The FBI contends that Singer's bribes went to officials at some of the most elite colleges in the country, including Yale, Stanford, UCLA, Georgetown, the University of San Diego, Wake Forest, the University of Texas, and the University of Southern California, and to college entrance exams administrators for both the SAT and ACT.
It turns out that Warren, whose (exceedingly) dubious claim to Cherokee ancestry has dogged her for much of her legal, academic, and political career, has some thoughts on the kerfuffle. Per Fox News:
Sen.
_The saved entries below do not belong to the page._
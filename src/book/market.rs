//! Market book reconstruction from decoded frames
//!
//! Single mutation entry point for the market data feed: change events
//! flow into the depth book, trade events into the ledger. Frames with
//! `socket_sequence == 0` are the feed's initial snapshot-equivalent and
//! are skipped wholesale.

use rust_decimal::Decimal;
use std::collections::BTreeMap;

use super::{DepthBook, TradeLedger, TradeRecord};
use crate::decode::{decode_book_event, BookEvent, MarketMessage};
use crate::error::Result;

/// Reconstructed market state for one symbol.
#[derive(Debug, Default)]
pub struct MarketBook {
    depth: DepthBook,
    ledger: TradeLedger,
}

/// Point-in-time copy of the per-side trade records.
#[derive(Debug, Clone)]
pub struct MarketBookSnapshot {
    pub bids: BTreeMap<Decimal, Vec<TradeRecord>>,
    pub asks: BTreeMap<Decimal, Vec<TradeRecord>>,
}

impl MarketBook {
    pub fn new() -> Self {
        Self::default()
    }

    /// Apply one decoded frame. Returns the number of inner events that
    /// could not be decoded; the caller logs and counts them, the loop
    /// never stops for them.
    pub fn apply(&mut self, msg: &MarketMessage) -> usize {
        if msg.socket_sequence == 0 {
            return 0;
        }

        let mut undecodable = 0;
        for raw in &msg.events {
            match decode_book_event(raw) {
                Ok(BookEvent::Change {
                    price,
                    side,
                    remaining,
                    ..
                }) => {
                    self.depth.apply(side, price, remaining);
                }
                Ok(BookEvent::Trade {
                    price,
                    amount,
                    maker_side,
                    ..
                }) => {
                    self.ledger.record(TradeRecord {
                        event_id: msg.event_id,
                        timestamp: msg.timestamp.unwrap_or_default(),
                        price,
                        amount,
                        maker_side,
                    });
                }
                Err(_) => undecodable += 1,
            }
        }
        undecodable
    }

    pub fn best_bid(&self) -> Result<Decimal> {
        self.depth.best_bid()
    }

    pub fn best_ask(&self) -> Result<Decimal> {
        self.depth.best_ask()
    }

    pub fn depth(&self) -> &DepthBook {
        &self.depth
    }

    pub fn ledger(&self) -> &TradeLedger {
        &self.ledger
    }

    /// Snapshot pairing both record sides.
    pub fn market_book(&self) -> MarketBookSnapshot {
        MarketBookSnapshot {
            bids: self.ledger.bids().clone(),
            asks: self.ledger.asks().clone(),
        }
    }

    pub fn search_price(&self, price: Decimal) -> Vec<TradeRecord> {
        self.ledger.search_price(price)
    }

    pub fn add_to_bids(&mut self, price: Decimal, record: TradeRecord) -> Result<()> {
        self.ledger.add_to_bids(price, record)
    }

    pub fn add_to_asks(&mut self, price: Decimal, record: TradeRecord) -> Result<()> {
        self.ledger.add_to_asks(price, record)
    }

    pub fn remove_from_bids(&mut self, price: Decimal) -> Result<()> {
        self.ledger.remove_from_bids(price)
    }

    pub fn remove_from_asks(&mut self, price: Decimal) -> Result<()> {
        self.ledger.remove_from_asks(price)
    }

    /// Replace the depth book and both record sides with empty
    /// containers. The trade tape is append-only and survives. Idempotent.
    pub fn reset(&mut self) {
        self.depth.reset();
        self.ledger.reset_sides();
    }
}

#[cfg(test)]
mod tests {
    use super::*;
    use crate::book::Side;
    use crate::decode::decode_market_message;
    use rust_decimal_macros::dec;

    fn change_frame(sequence: u64, side: &str, price: &str, remaining: &str) -> MarketMessage {
        decode_market_message(&format!(
            r#"{{"type": "update", "eventId": 2364280145, "socket_sequence": {sequence},
                "timestamp": 1512076260, "timestampms": 1512076260185,
                "events": [{{"type": "change", "price": "{price}", "side": "{side}",
                             "reason": "place", "remaining": "{remaining}", "delta": "{remaining}"}}]}}"#
        ))
        .unwrap()
    }

    fn trade_frame(sequence: u64, maker_side: &str) -> MarketMessage {
        decode_market_message(&format!(
            r#"{{"type": "update", "eventId": 2364281810, "socket_sequence": {sequence},
                "timestamp": 1512076268, "timestampms": 1512076268486,
                "events": [{{"type": "trade", "tid": 2364281810, "price": "9610.40",
                             "amount": "0.3865", "makerSide": "{maker_side}"}},
                           {{"type": "change", "price": "9610.40", "side": "{maker_side}",
                             "reason": "trade", "remaining": "1.7439", "delta": "-0.3865"}}]}}"#
        ))
        .unwrap()
    }

    #[test]
    fn test_bootstrap_frame_is_skipped() {
        let mut book = MarketBook::new();
        book.apply(&change_frame(0, "bid", "9594.37", "19.52"));
        assert!(book.depth().is_empty());
        assert!(book.ledger().is_empty());
    }

    #[test]
    fn test_change_updates_depth() {
        let mut book = MarketBook::new();
        book.apply(&change_frame(1, "bid", "9594.37", "19.52"));
        assert_eq!(book.best_bid().unwrap(), dec!(9594.37));

        // Last write wins, values are not summed
        book.apply(&change_frame(2, "bid", "9594.37", "7.25"));
        assert_eq!(
            book.depth().remaining(Side::Bid, dec!(9594.37)),
            Some(dec!(7.25))
        );

        book.apply(&change_frame(3, "bid", "9594.37", "0"));
        assert!(book.depth().is_empty());
    }

    #[test]
    fn test_trade_feeds_ledger_and_depth() {
        let mut book = MarketBook::new();
        book.apply(&trade_frame(884, "ask"));
        assert_eq!(book.ledger().len(), 1);
        assert_eq!(book.market_book().asks.len(), 1);
        assert!(book.market_book().bids.is_empty());
        // The paired change event keeps the depth in step
        assert_eq!(
            book.depth().remaining(Side::Ask, dec!(9610.40)),
            Some(dec!(1.7439))
        );

        // Same trade on the other maker side: independent entries
        book.apply(&trade_frame(885, "bid"));
        assert_eq!(book.ledger().len(), 2);
        assert_eq!(book.market_book().asks.len(), 1);
        assert_eq!(book.market_book().bids.len(), 1);
    }

    #[test]
    fn test_undecodable_events_are_counted_not_fatal() {
        let mut book = MarketBook::new();
        let msg = decode_market_message(
            r#"{"type": "update", "eventId": 7, "socket_sequence": 9,
                "events": [{"type": "auction_result", "result": "failure"},
                           {"type": "change", "price": "100", "side": "ask",
                            "remaining": "2"}]}"#,
        )
        .unwrap();
        assert_eq!(book.apply(&msg), 1);
        assert_eq!(book.best_ask().unwrap(), dec!(100));
    }

    #[test]
    fn test_reset_empties_queries() {
        let mut book = MarketBook::new();
        book.apply(&trade_frame(884, "ask"));
        book.apply(&change_frame(885, "bid", "9500", "3"));
        book.reset();

        let snapshot = book.market_book();
        assert!(snapshot.bids.is_empty());
        assert!(snapshot.asks.is_empty());
        assert!(book.depth().is_empty());
        assert!(book.best_bid().is_err());
        assert!(book.search_price(dec!(9610.40)).is_empty());
        book.reset();
        assert!(book.depth().is_empty());
    }
}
Elizabeth Warren, D-Mass., said she had "zero" sympathy for parents caught up in the college cheating scandal during a Wednesday appearance on MSNBC.
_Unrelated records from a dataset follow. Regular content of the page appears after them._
//! Trade ledger and price-keyed trade records
//!
//! The ledger tape is append-only for the life of a connection. The
//! per-side record lists are the manual insertion/search surface: records
//! at the same price accumulate, they model repeated fills, not
//! remaining-quantity state.

use rust_decimal::Decimal;
use std::collections::BTreeMap;

use super::Side;
use crate::error::{GeminiError, Result};

/// One executed trade from the market data feed.
#[derive(Debug, Clone, PartialEq, serde::Serialize, serde::Deserialize)]
pub struct TradeRecord {
    pub event_id: u64,
    pub timestamp: u64,
    pub price: Decimal,
    pub amount: Decimal,
    pub maker_side: Side,
}

/// Ordered trade history plus per-side records keyed by price.
#[derive(Debug, Default)]
pub struct TradeLedger {
    trades: Vec<TradeRecord>,
    bids: BTreeMap<Decimal, Vec<TradeRecord>>,
    asks: BTreeMap<Decimal, Vec<TradeRecord>>,
}

impl TradeLedger {
    pub fn new() -> Self {
        Self::default()
    }

    /// Record a decoded trade: appended to the tape and to the maker
    /// side's list at that price.
    pub fn record(&mut self, record: TradeRecord) {
        let levels = match record.maker_side {
            Side::Bid => &mut self.bids,
            Side::Ask => &mut self.asks,
        };
        levels
            .entry(record.price)
            .or_default()
            .push(record.clone());
        self.trades.push(record);
    }

    /// Manually insert a record into the bids, appending to any existing
    /// list at that price.
    pub fn add_to_bids(&mut self, price: Decimal, record: TradeRecord) -> Result<()> {
        Self::insert(&mut self.bids, price, record)
    }

    /// Manually insert a record into the asks, appending to any existing
    /// list at that price.
    pub fn add_to_asks(&mut self, price: Decimal, record: TradeRecord) -> Result<()> {
        Self::insert(&mut self.asks, price, record)
    }

    fn insert(
        levels: &mut BTreeMap<Decimal, Vec<TradeRecord>>,
        price: Decimal,
        record: TradeRecord,
    ) -> Result<()> {
        if record.price != price {
            return Err(GeminiError::InvalidRecord(format!(
                "record price {} does not match insertion price {}",
                record.price, price
            )));
        }
        levels.entry(price).or_default().push(record);
        Ok(())
    }

    /// Delete the whole entry at a price from the bids.
    pub fn remove_from_bids(&mut self, price: Decimal) -> Result<()> {
        self.bids
            .remove(&price)
            .map(|_| ())
            .ok_or(GeminiError::UnknownPrice(price))
    }

    /// Delete the whole entry at a price from the asks.
    pub fn remove_from_asks(&mut self, price: Decimal) -> Result<()> {
        self.asks
            .remove(&price)
            .map(|_| ())
            .ok_or(GeminiError::UnknownPrice(price))
    }

    /// All records at a price from whichever side(s) contain it, asks
    /// first. A price on neither side yields an empty list, not an error.
    pub fn search_price(&self, price: Decimal) -> Vec<TradeRecord> {
        let mut result = Vec::new();
        if let Some(records) = self.asks.get(&price) {
            result.extend(records.iter().cloned());
        }
        if let Some(records) = self.bids.get(&price) {
            result.extend(records.iter().cloned());
        }
        result
    }

    /// The append-only trade tape, in arrival order.
    pub fn trades(&self) -> &[TradeRecord] {
        &self.trades
    }

    pub fn len(&self) -> usize {
        self.trades.len()
    }

    pub fn is_empty(&self) -> bool {
        self.trades.is_empty()
    }

    pub fn bids(&self) -> &BTreeMap<Decimal, Vec<TradeRecord>> {
        &self.bids
    }

    pub fn asks(&self) -> &BTreeMap<Decimal, Vec<TradeRecord>> {
        &self.asks
    }

    /// Empty both record sides. The tape is append-only and survives.
    pub fn reset_sides(&mut self) {
        self.bids.clear();
        self.asks.clear();
    }
}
Warren did not elaborate on her feelings after being asked the question as part of a number of rapid-fire questions posed by "Morning Joe" co-host Mika Brzezinski.
That would be a rather ironic sense of moral indignation for someone of alleged 1/1024th Cherokee ancestry who nonetheless thought it fit to rely upon that purported ancestry as part of her application for the State Bar of Texas. Perhaps Warren ought to consider that she is not the most well-suited spokesperson for this particular crusade.
Indeed, some conservatives on Twitter quickly called out Warren.
"Elizabeth Warren just said she had 'zero' sympathy for the parents involved in the college admissions cheating scandal," tweeted Republican National Committee Chairwoman Ronna McDaniel. "It’s ironic that she’s so offended given that she lied about being a minority to climb the Ivy League ladder."
Daily Wire Editor-in-Chief Ben Shapiro was certainly amused.
According to PredictIt.org, Warren faces rather steep odds for the 2020 Democratic presidential nomination. Right now, on the prediction market website, she finds herself in sixth place, behind Sen. Bernie Sanders (I-VT), former Vice President Joe Biden, former Rep. Beto O'Rourke (D-TX), Sen. Kamala Harris (D-CA), and entrepreneur Andrew Yang.
Warren's 1/1024th Cherokee DNA test revelation was considered by many to be a self-inflicted wound. Vanity Fair referred in December to the ordeal as "DNA-gate," and pointed out how Warren was even called out by the Cherokee Nation:
Not all of [Warren's] pre-emptive moves were deemed successful: Warren’s decision to take a DNA test to head off Trump’s questions about her claim to Native American ancestry, which she used to bolster her application to teach at Harvard University, mostly backfired when she was criticized by the Cherokee Nation.